Drug and Scanning Parameters
All subjects underwent two 12-min eyes-closed resting-state blood oxygen–level dependent (BOLD) fMRI scans on 2 separate occasions at least 7 days apart: placebo (10ml saline, 60-s intravenous injection) was given on 1 occasion and psilocybin (2mg dissolved in 10ml saline) on the other. Seven of the subjects received psilocybin in scan 1, and 8 received it in scan 2. Injections were given manually by a study doctor situated within the scanning suite. The 60-s infusions began exactly 6min after the start of the 12-min scans. Subjective ratings were given postscan using visual analog scales. The subjective effects of psilocybin were felt almost immediately after injection and were sustained for the duration of the scan.25
fMRI Data Acquisition
BOLD-weighted fMRI data were acquired using a gradient echo planar imaging sequence, TR/TE 3000/35ms, field-of-view = 192mm, 64 × 64 acquisition matrix, parallel acceleration factor = 2, 90° flip angle. Fifty-three oblique axial slices were acquired in an interleaved fashion, each 3mm thick with zero slice gap (3 × 3 × 3mm voxels).

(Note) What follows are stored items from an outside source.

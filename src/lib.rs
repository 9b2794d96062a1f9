//! echo-sign: headless gloss animation player.
//!
//! Gloss names arrive as `echo-sign:play` messages, wait in a FIFO queue and
//! are played one at a time on an avatar, either from a GLB animation clip or,
//! when no clip is loaded for the gloss, as a short procedural arm wave.

pub mod animation;
pub mod asset;
pub mod error;
pub mod gloss;
pub mod model;
pub mod parser;
pub mod player;
pub mod protocol;
pub mod settings;

pub const CONFY_APP_NAME: &str = "echo-sign";
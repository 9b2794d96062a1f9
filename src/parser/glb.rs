use crate::error::SignError;
use byteorder::{LittleEndian, ReadBytesExt};
use std::io::Cursor;

pub const GLB_MAGIC: u32 = 0x4654_6C67; // "glTF"
pub const GLB_VERSION: u32 = 2;
pub const GLB_HEADER_LEN: usize = 12;

pub const CHUNK_JSON: u32 = 0x4E4F_534A;
pub const CHUNK_BIN: u32 = 0x004E_4942;

#[derive(Debug, Clone, Copy, PartialEq, Eq)]
pub struct GlbHeader {
    pub version: u32,
    pub length: u32,
}

/// Validate the 12-byte GLB header before the payload is decoded.
pub fn read_header(bytes: &[u8]) -> Result<GlbHeader, SignError> {
    if bytes.len() < GLB_HEADER_LEN {
        return Err(SignError::new("glb-truncated").with_arg("len", bytes.len()));
    }

    let mut cursor = Cursor::new(bytes);
    let magic = cursor.read_u32::<LittleEndian>()?;
    if magic != GLB_MAGIC {
        return Err(SignError::new("glb-magic").with_arg("magic", format!("{magic:#010x}")));
    }

    let version = cursor.read_u32::<LittleEndian>()?;
    if version != GLB_VERSION {
        return Err(SignError::new("glb-version")
            .with_arg("version", version)
            .with_arg("expected", GLB_VERSION));
    }

    let length = cursor.read_u32::<LittleEndian>()?;
    if length as usize > bytes.len() {
        return Err(SignError::new("glb-length")
            .with_arg("declared", length)
            .with_arg("actual", bytes.len()));
    }

    Ok(GlbHeader { version, length })
}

Independent Components Analysis
All analyses were performed using the Functional Magnetic Resonance Imaging of the Brain (FMRIB) Software Library (FSL, www.fmrib.ox.ac.uk/fsl). FSLs MELODIC was used to derive 20 spatiotemporally coherent components from 30 concatenated data sets. Twenty preinjection “baseline” components were derived so that the effect of psilocybin on FC between these components could then be examined. Thus, the data sets from which the components were derived included the first 6min of each subjects’ placebo and psilocybin resting-state scans (ie, the 100 volumes that were acquired prior to the injection of saline or psilocybin). These data were motion corrected using FSLs MCFLIRT function and a high-pass filter of 100 s was applied. The 20 components were registered to the subjects’ T1-weighted high-resolution (1 × 1 × 1mm) anatomical scans that were themselves registered to the Montreal Neurological Institute standard brain (1 × 1 × 1mm).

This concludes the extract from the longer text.